Another way of thinking about universal design is as inclusive design. This involves thinking about your users and trying to remove systematic barriers which prevent them from using the environments, tools and platforms that you may take for granted.

Experiencing accessibility

While universal design is a great concept, it can be hard to understand what issues you should be considering if you haven't experienced accessibility problems for yourself. If you want to familiarise yourself with some of the access problems experienced by certain groups of people, there are simulators available online. The Web Disability Simulator (Chrome extension) tries to simulate how people with disabilities experience the web.

Perhaps the most commonly discussed web accessibility problems are experienced by people who are blind or who have impaired vision. Developers have a greater understanding of ways to make content accessible for people with visual impairments because of the availability of screen reader software.

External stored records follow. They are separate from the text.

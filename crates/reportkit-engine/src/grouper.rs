use crate::error::Result;
use crate::report::{GroupBy, GroupKey, Report};
use crate::row::DatasourceRow;
use once_cell::sync::OnceCell;
use reportkit_types::{Value, normalize_name, resolve_value};
use std::sync::atomic::{AtomicUsize, Ordering};

/// A named group of rows, already ordered for display.
#[derive(Debug, Clone, PartialEq)]
pub struct Group {
    pub key: Value,
    pub rows: Vec<DatasourceRow>,
}

/// Partitions a report's rows into ordered groups.
///
/// The row scan happens once; every accessor reuses it.
pub struct Grouper<'a> {
    report: &'a Report,
    group_by: &'a GroupBy,
    groups: OnceCell<Vec<Group>>,
    scans: AtomicUsize,
}

impl<'a> Grouper<'a> {
    pub fn new(report: &'a Report, group_by: &'a GroupBy) -> Self {
        Self {
            report,
            group_by,
            groups: OnceCell::new(),
            scans: AtomicUsize::new(0),
        }
    }

    /// Groups sorted by the text of their key, rows sorted by the order key.
    pub fn items(&self) -> Result<&[Group]> {
        self.groups
            .get_or_try_init(|| self.process())
            .map(Vec::as_slice)
    }

    pub fn keys(&self) -> Result<Vec<Value>> {
        Ok(self.items()?.iter().map(|g| g.key.clone()).collect())
    }

    pub fn values(&self) -> Result<Vec<&[DatasourceRow]>> {
        Ok(self.items()?.iter().map(|g| g.rows.as_slice()).collect())
    }

    /// Number of row scans performed so far (0 or 1).
    pub fn scan_count(&self) -> usize {
        self.scans.load(Ordering::SeqCst)
    }

    fn process(&self) -> Result<Vec<Group>> {
        self.scans.fetch_add(1, Ordering::SeqCst);
        let datasource = self.report.datasource();
        let display_order = self.report.display_order();

        // Sort keys come from the full row; the order key need not be displayed.
        let order = &self.group_by.order;
        let mut buckets: Vec<(Value, Vec<(SortKey, DatasourceRow)>)> = Vec::new();
        for row in datasource.get_data()? {
            let key = self.group_key(row)?;
            let entry = (SortKey(sort_value(row, order)), row.project(&display_order));
            match buckets.iter_mut().find(|(k, _)| *k == key) {
                Some((_, rows)) => rows.push(entry),
                None => buckets.push((key, vec![entry])),
            }
        }

        let mut groups: Vec<Group> = buckets
            .into_iter()
            .map(|(key, mut rows)| {
                rows.sort_by(|a, b| a.0.cmp(&b.0));
                Group {
                    key,
                    rows: rows.into_iter().map(|(_, row)| row).collect(),
                }
            })
            .collect();
        groups.sort_by_cached_key(|g| g.key.to_string());

        tracing::debug!(
            collection = %datasource.collection(),
            groups = groups.len(),
            "grouped rows"
        );
        Ok(groups)
    }

    fn group_key(&self, row: &DatasourceRow) -> Result<Value> {
        let datasource = self.report.datasource();
        match &self.group_by.key {
            GroupKey::Callable(func) => Ok(row
                .original()
                .map(|record| func(record.as_ref()))
                .unwrap_or_default()),
            GroupKey::Column(name) => {
                if let Some(column) = datasource.column(name) {
                    return Ok(match row.original() {
                        Some(record) => column.get_value(record.as_ref(), datasource)?,
                        None => row
                            .get(name)
                            .and_then(|cell| cell.value())
                            .cloned()
                            .unwrap_or_default(),
                    });
                }
                Ok(sort_value(row, name))
            }
        }
    }
}

/// Raw attribute of the source record, else the cell of the same name.
fn sort_value(row: &DatasourceRow, path: &str) -> Value {
    if let Some(record) = row.original() {
        return resolve_value(record.as_ref(), path).unwrap_or_default();
    }
    row.get(&normalize_name(path))
        .and_then(|cell| cell.value())
        .cloned()
        .unwrap_or_default()
}

struct SortKey(Value);

impl PartialEq for SortKey {
    fn eq(&self, other: &Self) -> bool {
        self.cmp(other).is_eq()
    }
}

impl Eq for SortKey {}

impl PartialOrd for SortKey {
    fn partial_cmp(&self, other: &Self) -> Option<std::cmp::Ordering> {
        Some(self.cmp(other))
    }
}

impl Ord for SortKey {
    fn cmp(&self, other: &Self) -> std::cmp::Ordering {
        self.0.sort_cmp(&other.0)
    }
}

Screen readers read digital content aloud and allow for navigation of content via keyboard. They are very specialised software, and require a lot of practice to become proficient. The Overview of screen readers (LinkedIn Learning, 2m52s) has a great explanation of what screen readers do.

This video demonstrates the use of a screen reader on an accessible and inaccessible website.

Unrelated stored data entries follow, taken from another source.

use std::fmt;

/// Result type for reportkit-render operations
pub type Result<T> = std::result::Result<T, Error>;

/// Error types raised while producing an output document
#[derive(Debug)]
pub enum Error {
    /// Template lookup or evaluation failed
    Template(minijinja::Error),

    /// CSV serialization failed
    Csv(csv::Error),

    /// Spreadsheet generation failed
    Xlsx(rust_xlsxwriter::XlsxError),

    /// The report could not produce its render context
    Engine(reportkit_engine::Error),
}

impl fmt::Display for Error {
    fn fmt(&self, f: &mut fmt::Formatter<'_>) -> fmt::Result {
        match self {
            Error::Template(err) => write!(f, "Template error: {}", err),
            Error::Csv(err) => write!(f, "CSV error: {}", err),
            Error::Xlsx(err) => write!(f, "XLSX error: {}", err),
            Error::Engine(err) => write!(f, "{}", err),
        }
    }
}

impl std::error::Error for Error {
    fn source(&self) -> Option<&(dyn std::error::Error + 'static)> {
        match self {
            Error::Template(err) => Some(err),
            Error::Csv(err) => Some(err),
            Error::Xlsx(err) => Some(err),
            Error::Engine(err) => Some(err),
        }
    }
}

impl From<minijinja::Error> for Error {
    fn from(err: minijinja::Error) -> Self {
        Error::Template(err)
    }
}

impl From<csv::Error> for Error {
    fn from(err: csv::Error) -> Self {
        Error::Csv(err)
    }
}

impl From<rust_xlsxwriter::XlsxError> for Error {
    fn from(err: rust_xlsxwriter::XlsxError) -> Self {
        Error::Xlsx(err)
    }
}

impl From<reportkit_engine::Error> for Error {
    fn from(err: reportkit_engine::Error) -> Self {
        Error::Engine(err)
    }
}

impl From<Error> for reportkit_engine::Error {
    fn from(err: Error) -> Self {
        match err {
            Error::Engine(inner) => inner,
            other => reportkit_engine::Error::Render(other.to_string()),
        }
    }
}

Using a screen reader (YouTube, 7m45s)

How would using a screen reader make your online experience different?

If you like, you could try using Voiceover (on Mac and iOS), TalkBack (Android) or NVDA (Windows) to look at one of your favourite websites. Is the website you chose accessible?

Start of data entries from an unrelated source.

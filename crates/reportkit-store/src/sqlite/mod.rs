mod codec;
mod compile;

use crate::backend::Backend;
use crate::error::{Error, Result};
use crate::query::Query;
use crate::signals::{ChangeEvent, ChangeKind, Signals};
use codec::{from_sql, quote, to_sql};
use parking_lot::{Mutex, RwLock};
use reportkit_types::{CollectionId, Entity, FieldKind, Schema, Value};
use rusqlite::types::Value as SqlValue;
use rusqlite::{Connection, params_from_iter};
use std::collections::{BTreeMap, BTreeSet};
use std::path::Path;
use std::sync::Arc;
use std::sync::atomic::{AtomicUsize, Ordering};

const MAX_RELATION_DEPTH: usize = 4;

/// Collections stored as SQLite tables, one table per schema.
///
/// Relations are stored as `<name>_id` columns and loaded eagerly after the
/// main select, batched per relation.
pub struct SqliteBackend {
    conn: Mutex<Connection>,
    schemas: RwLock<BTreeMap<CollectionId, Arc<Schema>>>,
    queries: AtomicUsize,
    signals: Signals,
}

impl SqliteBackend {
    pub fn open(db_path: &Path) -> Result<Self> {
        let conn = Connection::open(db_path)?;
        Ok(Self::with_connection(conn))
    }

    pub fn open_in_memory() -> Result<Self> {
        let conn = Connection::open_in_memory()?;
        Ok(Self::with_connection(conn))
    }

    fn with_connection(conn: Connection) -> Self {
        Self {
            conn: Mutex::new(conn),
            schemas: RwLock::new(BTreeMap::new()),
            queries: AtomicUsize::new(0),
            signals: Signals::new(),
        }
    }

    fn create_table(conn: &Connection, schema: &Schema) -> Result<()> {
        let columns: Vec<String> = schema
            .fields
            .iter()
            .map(|f| format!("{} {}", quote(&f.column_name()), f.kind.sql_type()))
            .collect();
        conn.execute_batch(&format!(
            "CREATE TABLE IF NOT EXISTS {} ({});",
            quote(&schema.table),
            columns.join(", ")
        ))?;
        Ok(())
    }

    fn select(
        conn: &Connection,
        schema: &Arc<Schema>,
        where_sql: &str,
        params: &[SqlValue],
        order_sql: &str,
        depth: usize,
    ) -> Result<Vec<Entity>> {
        let columns: Vec<String> = schema
            .fields
            .iter()
            .map(|f| quote(&f.column_name()))
            .collect();
        let sql = format!(
            "SELECT {} FROM {} WHERE {} ORDER BY {}",
            columns.join(", "),
            quote(&schema.table),
            where_sql,
            order_sql
        );
        tracing::trace!(sql = %sql, "sqlite select");

        let mut stmt = conn.prepare(&sql)?;
        let mut rows = stmt.query(params_from_iter(params.iter()))?;
        let mut out = Vec::new();
        while let Some(row) = rows.next()? {
            let mut entity = Entity::new(schema.clone());
            for (idx, field) in schema.fields.iter().enumerate() {
                let raw: SqlValue = row.get(idx)?;
                entity.set(&field.name, from_sql(&field.kind, raw));
            }
            out.push(entity);
        }

        Self::attach_relations(conn, schema, &mut out, depth)?;
        Ok(out)
    }

    fn attach_relations(
        conn: &Connection,
        schema: &Arc<Schema>,
        rows: &mut [Entity],
        depth: usize,
    ) -> Result<()> {
        if depth >= MAX_RELATION_DEPTH {
            return Ok(());
        }
        for field in &schema.fields {
            let FieldKind::ForeignKey(related) = &field.kind else {
                continue;
            };
            let ids: BTreeSet<i64> = rows
                .iter()
                .filter_map(|r| match r.get(&field.name) {
                    Value::Int(id) => Some(*id),
                    _ => None,
                })
                .collect();
            if ids.is_empty() {
                continue;
            }
            let marks = vec!["?"; ids.len()].join(", ");
            let params: Vec<SqlValue> = ids.iter().map(|id| SqlValue::Integer(*id)).collect();
            let loaded: BTreeMap<i64, Arc<Entity>> = Self::select(
                conn,
                related,
                &format!("\"id\" IN ({})", marks),
                &params,
                "\"id\" ASC",
                depth + 1,
            )?
            .into_iter()
            .filter_map(|e| e.id().map(|id| (id, Arc::new(e))))
            .collect();

            for row in rows.iter_mut() {
                if let Value::Int(id) = row.get(&field.name).clone() {
                    row.set_related(&field.name, loaded.get(&id).cloned());
                }
            }
        }
        Ok(())
    }

    fn table_of(&self, collection: &CollectionId) -> Result<Arc<Schema>> {
        self.schema(collection)
            .ok_or_else(|| Error::UnknownCollection(collection.to_string()))
    }

    fn emit(&self, collection: &CollectionId, kind: ChangeKind, pk: Option<i64>) {
        self.signals.emit(&ChangeEvent {
            collection: collection.clone(),
            kind,
            pk,
        });
    }
}

impl Backend for SqliteBackend {
    fn name(&self) -> &'static str {
        "sqlite"
    }

    fn register(&self, schema: Arc<Schema>) -> Result<()> {
        if self.schemas.read().contains_key(&schema.id) {
            return Ok(());
        }
        for field in &schema.fields {
            if let FieldKind::ForeignKey(related) = &field.kind
                && related.id != schema.id
            {
                self.register(related.clone())?;
            }
        }
        Self::create_table(&self.conn.lock(), &schema)?;
        tracing::debug!(collection = %schema.id, table = %schema.table, "registered collection");
        self.schemas.write().insert(schema.id.clone(), schema);
        Ok(())
    }

    fn schema(&self, collection: &CollectionId) -> Option<Arc<Schema>> {
        self.schemas.read().get(collection).cloned()
    }

    fn execute(&self, query: &Query) -> Result<Vec<Arc<Entity>>> {
        query.validate()?;
        let schema = self.table_of(query.collection())?;
        let mut params = Vec::new();
        let where_sql = compile::where_clause(query, &mut params)?;
        let order_sql = compile::order_clause(query)?;

        self.queries.fetch_add(1, Ordering::SeqCst);
        let conn = self.conn.lock();
        let rows = Self::select(&conn, &schema, &where_sql, &params, &order_sql, 0)?;
        Ok(rows.into_iter().map(Arc::new).collect())
    }

    fn insert(&self, entity: Entity) -> Result<i64> {
        let schema = self.table_of(&entity.schema().id)?;
        let fields: Vec<_> = schema
            .fields
            .iter()
            .filter(|f| f.name != "id" || entity.id().is_some())
            .collect();
        let columns: Vec<String> = fields.iter().map(|f| quote(&f.column_name())).collect();
        let values: Vec<SqlValue> = fields.iter().map(|f| to_sql(entity.get(&f.name))).collect();
        let id = {
            let conn = self.conn.lock();
            conn.execute(
                &format!(
                    "INSERT INTO {} ({}) VALUES ({})",
                    quote(&schema.table),
                    columns.join(", "),
                    vec!["?"; columns.len()].join(", ")
                ),
                params_from_iter(values.iter()),
            )?;
            conn.last_insert_rowid()
        };
        self.emit(&schema.id, ChangeKind::Created, Some(id));
        Ok(id)
    }

    fn update(&self, entity: &Entity) -> Result<()> {
        let schema = self.table_of(&entity.schema().id)?;
        let id = entity
            .id()
            .ok_or_else(|| Error::Query("cannot update a record without id".to_string()))?;
        let fields: Vec<_> = schema.fields.iter().filter(|f| f.name != "id").collect();
        let assignments: Vec<String> = fields
            .iter()
            .map(|f| format!("{} = ?", quote(&f.column_name())))
            .collect();
        let mut values: Vec<SqlValue> = fields.iter().map(|f| to_sql(entity.get(&f.name))).collect();
        values.push(SqlValue::Integer(id));

        let changed = self.conn.lock().execute(
            &format!(
                "UPDATE {} SET {} WHERE \"id\" = ?",
                quote(&schema.table),
                assignments.join(", ")
            ),
            params_from_iter(values.iter()),
        )?;
        if changed == 0 {
            return Err(Error::Query(format!("{} {} does not exist", schema.id, id)));
        }
        self.emit(&schema.id, ChangeKind::Updated, Some(id));
        Ok(())
    }

    fn delete(&self, collection: &CollectionId, id: i64) -> Result<bool> {
        let schema = self.table_of(collection)?;
        let changed = self.conn.lock().execute(
            &format!("DELETE FROM {} WHERE \"id\" = ?1", quote(&schema.table)),
            [id],
        )?;
        if changed > 0 {
            self.emit(collection, ChangeKind::Deleted, Some(id));
        }
        Ok(changed > 0)
    }

    fn query_count(&self) -> usize {
        self.queries.load(Ordering::SeqCst)
    }

    fn reset_query_count(&self) {
        self.queries.store(0, Ordering::SeqCst);
    }

    fn signals(&self) -> &Signals {
        &self.signals
    }
}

Screen readers aren't the only tools available to help check accessibility. Funkify, a free extension for the Chrome browser, allows you to select different simulators to view the web from different perspectives, including as someone with a visual impairment, dyslexia, or poor motor control. This provides pretty extreme examples to give you an insight into the obstacles many people have to overcome online.

Accessible web content

It is essential that all people are able to access the internet.

The Web Accessibility Initiative (WAI), part of the World Wide Web Consortium (W3C) identify four key principles of accessibility relating to web content:

  • everyone should be able to access the website and information on it
  • everyone should able to use the website and navigate around it
  • everyone should be able to understand the website and information on it
  • all websites should be consistent across different platforms, so that equitable information is provided whether you are using a browser window or a screen reader.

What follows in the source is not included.